Government officials in Ottawa and Prague launched a media battle Thursday over the imposition of visa requirements on Czech nationals entering Canada.
And the Opposition Liberals warned that the dispute could harm talks currently under way between Canada and the European Union aimed at freer trade.
Czech Foreign Affairs Minister Jan Kohout told local media in Prague on Sunday that he had reached a breakthrough with Canada to defuse the visa issue, the Prague Post reported.
That was just one day before Immigration Minister Jason Kenney's announcement that Czech nationals would require visas to enter Canada.
But Mr. Kenney actually gave Czech officials more than a month's notice of the government's intention to impose the visa requirements, his spokesman said.
"On June 11, Minister Kenney met with the Czech Republic's ambassador to Canada and gave him strong indications that Canada would be reimposing a visa [requirement]on the Czech Republic," Alykhan Velshi said in an email.
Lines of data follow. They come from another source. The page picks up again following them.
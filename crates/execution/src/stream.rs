//! Id-table chunk stream abstractions and channel adapters.

use std::pin::Pin;
use std::task::{Context, Poll};

use futures::channel::mpsc;
use futures::Stream;
use quiver_common::Result;

use crate::id_table::IdTable;

/// A stream of [`IdTable`] chunks that also knows its column count.
pub trait IdTableStream: Stream<Item = Result<IdTable>> + Send {
    /// Column count of every chunk yielded by this stream.
    fn width(&self) -> usize;
}

/// The standard "stream you can return from operators".
pub type SendableIdTableStream = Pin<Box<dyn IdTableStream>>;

/// Adapter that attaches a column count to any `Stream<Item = Result<IdTable>>`.
pub struct StreamAdapter<S> {
    width: usize,
    inner: S,
}

impl<S> StreamAdapter<S> {
    /// Create a new width-attached stream adapter.
    pub fn new(width: usize, inner: S) -> Self {
        Self { width, inner }
    }
}

impl<S> IdTableStream for StreamAdapter<S>
where
    S: Stream<Item = Result<IdTable>> + Send + Unpin + 'static,
{
    fn width(&self) -> usize {
        self.width
    }
}

impl<S> Stream for StreamAdapter<S>
where
    S: Stream<Item = Result<IdTable>> + Unpin,
{
    type Item = Result<IdTable>;

    fn poll_next(mut self: Pin<&mut Self>, cx: &mut Context<'_>) -> Poll<Option<Self::Item>> {
        Pin::new(&mut self.inner).poll_next(cx)
    }
}

/// Create an empty stream (useful for stubs or early returns).
pub fn empty_stream(width: usize) -> SendableIdTableStream {
    let inner = futures::stream::empty::<Result<IdTable>>();
    Box::pin(StreamAdapter::new(width, inner))
}

/// Create a stream over already-computed chunks.
pub fn table_stream(width: usize, tables: Vec<IdTable>) -> SendableIdTableStream {
    let inner = futures::stream::iter(tables.into_iter().map(Ok));
    Box::pin(StreamAdapter::new(width, inner))
}

/// Create a stream backed by a bounded channel.
///
/// Backpressure: when the receiver is slow and the buffer fills up,
/// `sender.send(..).await` will wait until there is capacity again.
pub fn bounded_table_channel(
    width: usize,
    capacity: usize,
) -> (ChunkSender, SendableIdTableStream) {
    let (tx, rx) = mpsc::channel::<Result<IdTable>>(capacity);
    let stream = Box::pin(StreamAdapter::new(width, rx));
    (ChunkSender { tx }, stream)
}

/// Sender side for [`bounded_table_channel`].
#[derive(Clone)]
pub struct ChunkSender {
    tx: mpsc::Sender<Result<IdTable>>,
}

impl ChunkSender {
    /// Send a chunk (awaits if the channel buffer is full).
    pub async fn send_table(&mut self, table: IdTable) -> Result<()> {
        use futures::SinkExt;
        self.tx.send(Ok(table)).await.map_err(|e| {
            quiver_common::QuiverError::ProducerFailed(format!("chunk channel closed: {e}"))
        })
    }

    /// Send an error and terminate downstream consumption.
    pub async fn send_error(&mut self, err: quiver_common::QuiverError) -> Result<()> {
        use futures::SinkExt;
        self.tx.send(Err(err)).await.map_err(|e| {
            quiver_common::QuiverError::ProducerFailed(format!("chunk channel closed: {e}"))
        })
    }
}

#[cfg(test)]
mod tests {
    use super::*;
    use futures::StreamExt;
    use quiver_common::{Id, QuiverError};

    #[test]
    fn bounded_channel_delivers_chunks_then_the_error() {
        let (mut tx, mut rx) = bounded_table_channel(1, 4);
        let mut chunk = IdTable::new(1);
        chunk.push_row(&[Id(7)]);

        futures::executor::block_on(async {
            tx.send_table(chunk.clone()).await.expect("send chunk");
            tx.send_error(QuiverError::ProducerFailed("boom".to_string()))
                .await
                .expect("send error");
            drop(tx);

            assert_eq!(rx.width(), 1);
            let first = rx.next().await.expect("first item").expect("chunk");
            assert_eq!(first, chunk);
            assert!(matches!(
                rx.next().await,
                Some(Err(QuiverError::ProducerFailed(_)))
            ));
            assert!(rx.next().await.is_none());
        });
    }

    #[test]
    fn empty_stream_knows_its_width() {
        let mut stream = empty_stream(3);
        assert_eq!(stream.width(), 3);
        assert!(futures::executor::block_on(stream.next()).is_none());
    }
}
"On June 29, while in Prague, Minister Kenney personally informed the Czech prime minister, the Czech foreign minister, and the Czech interior minister that the government of Canada would be imposing a visa requirement on the Czech Republic in the coming days," Mr. Velshi added.
"He did so during separate meetings with each of them."
On Monday, Canada also announced visa restrictions on Mexican visitors, causing hundreds of people to camp outside the Canadian embassy in Mexico City this week to get first crack at submitting their visa applications.
Mr. Kenney said the visas are necessary to reduce the number of bogus refugee claims being made by nationals from both countries. The restrictions came into full effect Thursday, when Mexico announced it would demand visas for Canadian diplomats and officials.
However, visas would not be required of tourists from Canada wanting to visit Mexico.
Opposition critics said the Conservative government had not thought through the implications of imposing the visas, warning that in the case of the Czech Republic, the consequences could be widespread.
"By not consulting and seeing the broader picture, Mr. Kenney has invited the possibility of cutting off significant and important ties with Europe as a whole," said Liberal MP Dan McTeague.
"This kind of knee-jerk reaction may cost Canada dearly in the upcoming months."
Another Czech newspaper, the Prague Monitor, quoted Czech Prime Minister Jan Fischer saying he's worried the visa issue could help Czech extremists campaign against him ahead of elections in October.
"It cannot be ruled out that the visa introduction will be a good stimulus for extremist parties and their effort to be more visible," Mr. Fischer was quoted as saying.
The Czech government had also asked the European Union to consider imposing a blanket requirement for visas from Canadians planning travel to any European country.
Sweden, which currently heads the EU, has indicated support for the possible introduction of visas for Canadians travelling to EU.
But the proposal must be submitted by the European Commission, which wasn't expected to deal with the issue until September.
Canada is currently in talks with the European Union to reduce trade restrictions, talks that could now be hampered if other countries stand behind the Czech Republic in its calls for retaliation, Mr. McTeague said.
"It appears that, with one fell swoop, Mr. Kenney has pretty much assured that efforts made to bring economic and cultural ties much closer with Europe have been set back substantially," he said.